▶ _Saved data entries_:
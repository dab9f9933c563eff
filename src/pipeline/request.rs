use chrono::NaiveDate;

use crate::{
    error::FreshError,
    pipeline::BatchPolicy,
    spotify::MAX_TRACKS_PER_REQUEST,
    types::{ReleaseKinds, Visibility},
    utils,
};

pub const MIN_WEEKS: u32 = 1;
pub const MAX_WEEKS: u32 = 4;

/// Recency window in whole weeks, always within `1..=4`.
#[derive(Debug, Clone, Copy, PartialEq, Eq)]
pub struct RecencyWindow(u32);

impl RecencyWindow {
    pub fn new(weeks: u32) -> Result<Self, FreshError> {
        if (MIN_WEEKS..=MAX_WEEKS).contains(&weeks) {
            Ok(Self(weeks))
        } else {
            Err(FreshError::InvalidInput(format!(
                "recency window must be between {MIN_WEEKS} and {MAX_WEEKS} weeks, got {weeks}"
            )))
        }
    }

    pub fn weeks(self) -> u32 {
        self.0
    }

    /// Releases must be dated strictly after this day.
    pub fn cutoff(self, today: NaiveDate) -> NaiveDate {
        utils::recency_cutoff(today, self.0)
    }
}

/// A validated request for one fresh-playlist run.
#[derive(Debug, Clone, PartialEq, Eq)]
pub struct RunRequest {
    pub source_playlist_id: String,
    pub window: RecencyWindow,
    pub visibility: Visibility,
}

impl RunRequest {
    /// `source` may be a bare id, a `spotify:playlist:` URI or a playlist URL.
    pub fn new(source: &str, weeks: u32, visibility: Visibility) -> Result<Self, FreshError> {
        if source.trim().is_empty() {
            return Err(FreshError::InvalidInput("source playlist id is missing".to_string()));
        }
        let source_playlist_id = utils::parse_playlist_id(source).ok_or_else(|| {
            FreshError::InvalidInput(format!("`{source}` is not a Spotify playlist id, URI or URL"))
        })?;

        Ok(Self {
            source_playlist_id,
            window: RecencyWindow::new(weeks)?,
            visibility,
        })
    }
}

/// Knobs of the pipeline that do not change between runs.
#[derive(Debug, Clone)]
pub struct PipelineSettings {
    pub batch_size: usize,
    pub batch_policy: BatchPolicy,
    pub kinds: ReleaseKinds,
    pub market: Option<String>,
    pub name_prefix: String,
    pub description_prefix: String,
}

impl Default for PipelineSettings {
    fn default() -> Self {
        Self {
            batch_size: MAX_TRACKS_PER_REQUEST,
            batch_policy: BatchPolicy::default(),
            kinds: ReleaseKinds::default(),
            market: Some(crate::config::DEFAULT_MARKET.to_string()),
            name_prefix: "FRESH: ".to_string(),
            description_prefix: "The freshest tracks from the artists in ".to_string(),
        }
    }
}
use crate::{
    error::ServiceError,
    spotify::{MAX_TRACKS_PER_REQUEST, MusicService},
};

/// What to do with a batch the service refused.
#[derive(Debug, Clone, Copy, PartialEq, Eq, Default)]
pub struct BatchPolicy {
    /// Extra attempts after the first failed send. `0` drops the batch
    /// right away.
    pub retries: u32,
}

/// A batch that could not be sent; its tracks are gone from the run.
#[derive(Debug, Clone, PartialEq, Eq)]
pub struct FailedBatch {
    pub track_count: usize,
    pub attempts: u32,
    pub error: ServiceError,
}

/// Result of one [`PlaylistAssembler::add`] call.
#[derive(Debug, Clone, PartialEq, Eq)]
pub enum FlushOutcome {
    Buffered,
    Sent(usize),
    Dropped(FailedBatch),
}

#[derive(Debug, Clone, Default, PartialEq, Eq)]
pub struct AssemblySummary {
    pub added: usize,
    pub sent: usize,
    pub dropped: usize,
    pub batches_sent: usize,
    pub failed: Vec<FailedBatch>,
}

/// Buffers track ids and appends them to the target playlist in batches of
/// at most `batch_size`.
///
/// A full batch goes out as soon as the buffer reaches `batch_size`; the
/// remainder goes out in [`finish`](Self::finish), which consumes the
/// assembler. Sent plus dropped always equals added.
pub struct PlaylistAssembler<'a, C: MusicService + ?Sized> {
    client: &'a C,
    playlist_id: String,
    batch_size: usize,
    policy: BatchPolicy,
    buffer: Vec<String>,
    summary: AssemblySummary,
}

impl<'a, C: MusicService + ?Sized> PlaylistAssembler<'a, C> {
    /// `batch_size` is clamped to `1..=100`.
    pub fn new(client: &'a C, playlist_id: impl Into<String>, batch_size: usize, policy: BatchPolicy) -> Self {
        let batch_size = batch_size.clamp(1, MAX_TRACKS_PER_REQUEST);
        Self {
            client,
            playlist_id: playlist_id.into(),
            batch_size,
            policy,
            buffer: Vec::with_capacity(batch_size),
            summary: AssemblySummary::default(),
        }
    }

    pub async fn add(&mut self, track_id: impl Into<String>) -> FlushOutcome {
        self.buffer.push(track_id.into());
        self.summary.added += 1;

        if self.buffer.len() >= self.batch_size {
            self.flush().await
        } else {
            FlushOutcome::Buffered
        }
    }

    /// Sends whatever is still buffered and returns the run's totals.
    pub async fn finish(mut self) -> AssemblySummary {
        while !self.buffer.is_empty() {
            self.flush().await;
        }
        self.summary
    }

    pub fn buffered(&self) -> usize {
        self.buffer.len()
    }

    pub fn summary(&self) -> &AssemblySummary {
        &self.summary
    }

    async fn flush(&mut self) -> FlushOutcome {
        let take = self.buffer.len().min(self.batch_size);
        let batch: Vec<String> = self.buffer.drain(..take).collect();
        if batch.is_empty() {
            return FlushOutcome::Buffered;
        }

        let mut attempts = 0;
        loop {
            attempts += 1;
            match self.client.add_tracks(&self.playlist_id, &batch).await {
                Ok(()) => {
                    self.summary.sent += batch.len();
                    self.summary.batches_sent += 1;
                    return FlushOutcome::Sent(batch.len());
                }
                Err(e) if attempts <= self.policy.retries => {
                    log::warn!(
                        "adding {} tracks to {} failed (attempt {attempts}), retrying: {e}",
                        batch.len(),
                        self.playlist_id
                    );
                }
                Err(e) => {
                    log::warn!(
                        "dropping {} tracks for {} after {attempts} attempt(s): {e}",
                        batch.len(),
                        self.playlist_id
                    );
                    let failed = FailedBatch {
                        track_count: batch.len(),
                        attempts,
                        error: e,
                    };
                    self.summary.dropped += batch.len();
                    self.summary.failed.push(failed.clone());
                    return FlushOutcome::Dropped(failed);
                }
            }
        }
    }
}
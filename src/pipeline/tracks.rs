use crate::{error::ServiceError, pipeline::Paginator, spotify::MusicService, types::ReleaseRef};

/// Track ids of one release. `error` is set when the walk stopped early;
/// `track_ids` then holds what was read before the failure.
#[derive(Debug, Clone, Default)]
pub struct ExpandedRelease {
    pub track_ids: Vec<String>,
    pub error: Option<ServiceError>,
}

pub async fn expand_release<C>(client: &C, release: &ReleaseRef) -> ExpandedRelease
where
    C: MusicService + ?Sized,
{
    let release_id = release.id.as_str();
    let mut tracks = Paginator::new(move |cursor| client.release_tracks_page(release_id, cursor));
    let mut expanded = ExpandedRelease::default();

    loop {
        match tracks.next().await {
            Ok(Some(track_id)) => expanded.track_ids.push(track_id),
            Ok(None) => break,
            Err(e) => {
                log::warn!(
                    "track listing of release {} ({}) failed after {} tracks: {e}",
                    release.name,
                    release.id,
                    expanded.track_ids.len()
                );
                expanded.error = Some(e);
                break;
            }
        }
    }

    expanded
}
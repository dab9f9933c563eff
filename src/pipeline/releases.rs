use std::collections::HashSet;

use chrono::NaiveDate;

use crate::{
    error::ServiceError,
    pipeline::Paginator,
    spotify::MusicService,
    types::{ArtistRef, ReleaseKinds, ReleaseRef},
};

/// Release ids already claimed for expansion during one run, and ids whose
/// unreadable date was already reported.
#[derive(Debug, Clone, Default)]
pub struct ProcessedReleases {
    ids: HashSet<String>,
    unreadable: HashSet<String>,
}

impl ProcessedReleases {
    pub fn new() -> Self {
        Self::default()
    }

    pub fn contains(&self, release_id: &str) -> bool {
        self.ids.contains(release_id)
    }

    /// Claims a release; `false` if it was already claimed.
    pub fn claim(&mut self, release_id: &str) -> bool {
        self.ids.insert(release_id.to_string())
    }

    /// Notes a release with an unreadable date; `false` if it was already
    /// noted through another artist.
    pub fn mark_unreadable(&mut self, release_id: &str) -> bool {
        self.unreadable.insert(release_id.to_string())
    }

    pub fn len(&self) -> usize {
        self.ids.len()
    }

    pub fn is_empty(&self) -> bool {
        self.ids.is_empty()
    }
}

/// Parameters shared by every artist's release walk.
#[derive(Debug, Clone)]
pub struct ReleaseQuery<'a> {
    pub cutoff: NaiveDate,
    pub kinds: &'a ReleaseKinds,
    pub market: Option<&'a str>,
}

/// A release that was listed but whose date could not be read.
#[derive(Debug, Clone, PartialEq, Eq)]
pub struct UnreadableRelease {
    pub release: ReleaseRef,
    pub reason: String,
}

#[derive(Debug, Clone, Default)]
pub struct FilteredReleases {
    /// Fresh releases, already claimed in [`ProcessedReleases`].
    pub accepted: Vec<ReleaseRef>,
    pub examined: usize,
    pub unreadable: Vec<UnreadableRelease>,
}

/// Walks all releases of `artist` and keeps those of a requested kind dated
/// strictly after the cutoff that no other artist claimed yet.
///
/// The whole listing is read before anything is claimed: when a page fails,
/// the error is returned and `processed` is left untouched, so the artist can
/// be skipped as a unit.
pub async fn filter_releases<C>(
    client: &C,
    artist: &ArtistRef,
    query: &ReleaseQuery<'_>,
    processed: &mut ProcessedReleases,
) -> Result<FilteredReleases, ServiceError>
where
    C: MusicService + ?Sized,
{
    let artist_id = artist.id.as_str();
    let kinds = query.kinds;
    let market = query.market;
    let mut listing = Paginator::new(move |cursor| {
        client.artist_releases_page(artist_id, kinds, market, cursor)
    });

    let mut result = FilteredReleases::default();
    let mut candidates: Vec<ReleaseRef> = Vec::new();
    let mut unreadable: Vec<UnreadableRelease> = Vec::new();

    while let Some(release) = listing.next().await? {
        result.examined += 1;

        if !kinds.contains(release.kind) {
            continue;
        }
        if processed.contains(&release.id) || candidates.iter().any(|c| c.id == release.id) {
            continue;
        }

        match release.release_date.resolve() {
            Ok(date) if date > query.cutoff => candidates.push(release),
            Ok(_) => {}
            Err(reason) => unreadable.push(UnreadableRelease { release, reason }),
        }
    }

    for release in candidates {
        if processed.claim(&release.id) {
            result.accepted.push(release);
        }
    }
    for entry in unreadable {
        if processed.mark_unreadable(&entry.release.id) {
            result.unreadable.push(entry);
        }
    }

    log::debug!(
        "artist {} ({}): {} releases examined, {} fresh",
        artist.name,
        artist.id,
        result.examined,
        result.accepted.len()
    );

    Ok(result)
}
use chrono::Utc;
use reqwest::Client;

use crate::{config::SpotifySettings, error::AuthError, spotify::auth::parse_token_response, types::Token};

/// Seconds before expiry at which a token is refreshed.
const REFRESH_MARGIN_SECS: u64 = 240;

/// In-memory holder of the OAuth token for the lifetime of the process.
pub struct TokenManager {
    token: Token,
    token_url: String,
    client_id: String,
    http: Client,
}

impl TokenManager {
    /// `http` should carry the configured request timeout; refreshes go
    /// through it.
    pub fn new(token: Token, settings: &SpotifySettings, http: Client) -> Self {
        TokenManager {
            token,
            token_url: settings.token_url.clone(),
            client_id: settings.client_id.clone(),
            http,
        }
    }

    /// Returns an access token, refreshing it first when it is about to expire.
    pub async fn get_valid_token(&mut self) -> Result<String, AuthError> {
        if self.is_expired() {
            log::debug!("access token expired, refreshing");
            self.token = self.refresh_token().await?;
        }

        Ok(self.token.access_token.clone())
    }

    pub fn is_expired(&self) -> bool {
        let now = Utc::now().timestamp() as u64;
        is_expired_at(&self.token, now)
    }

    async fn refresh_token(&self) -> Result<Token, AuthError> {
        let res = self
            .http
            .post(&self.token_url)
            .form(&[
                ("grant_type", "refresh_token"),
                ("refresh_token", self.token.refresh_token.as_str()),
                ("client_id", self.client_id.as_str()),
            ])
            .send()
            .await?
            .error_for_status()?;

        let json: serde_json::Value = res.json().await?;
        let mut token = parse_token_response(&json)?;
        // Spotify may omit the refresh token when it does not rotate it
        if token.refresh_token.is_empty() {
            token.refresh_token = self.token.refresh_token.clone();
        }
        Ok(token)
    }
}

fn is_expired_at(token: &Token, now: u64) -> bool {
    now + REFRESH_MARGIN_SECS >= token.obtained_at + token.expires_in
}
use std::{collections::HashMap, sync::Arc};

use axum::{Extension, extract::Query, response::Html};
use tokio::sync::Mutex;

use crate::{config::SpotifySettings, spotify::auth::exchange_code_pkce, types::PkceToken, warning};

/// OAuth redirect target. Verifies `state`, exchanges the code and stores the
/// token in the shared state the auth flow is polling.
pub async fn callback(
    Query(params): Query<HashMap<String, String>>,
    Extension(shared_state): Extension<Arc<Mutex<Option<PkceToken>>>>,
    Extension(settings): Extension<Arc<SpotifySettings>>,
) -> Html<&'static str> {
    if let Some(error) = params.get("error") {
        warning!("Authorization was denied: {}", error);
        return Html("<h4>Authorization denied.</h4>");
    }

    let Some(code) = params.get("code") else {
        return Html("<h4>Missing authorization code.</h4>");
    };

    let mut state = shared_state.lock().await;
    let Some(pkce_state) = state.as_mut() else {
        return Html("<h4>Missing PKCE code verifier.</h4>");
    };

    if params.get("state") != Some(&pkce_state.state) {
        warning!("OAuth callback state mismatch, ignoring request.");
        return Html("<h4>State mismatch.</h4>");
    }

    match exchange_code_pkce(&settings, code, &pkce_state.code_verifier).await {
        Ok(token) => {
            pkce_state.token = Some(token);
            Html("<h2>Authentication successful.</h2><p>Close browser window.</p>")
        }
        Err(e) => {
            warning!("Token exchange failed: {}", e);
            Html("<h4>Login failed.</h4>")
        }
    }
}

▶ _What is required_:
Once a line of the records is found to contain "Sized", copy it out.

▶ _Task response_:
pub struct PlaylistAssembler<'a, C: MusicService + ?Sized> {
impl<'a, C: MusicService + ?Sized> PlaylistAssembler<'a, C> {
    C: MusicService + ?Sized,
    C: MusicService + ?Sized,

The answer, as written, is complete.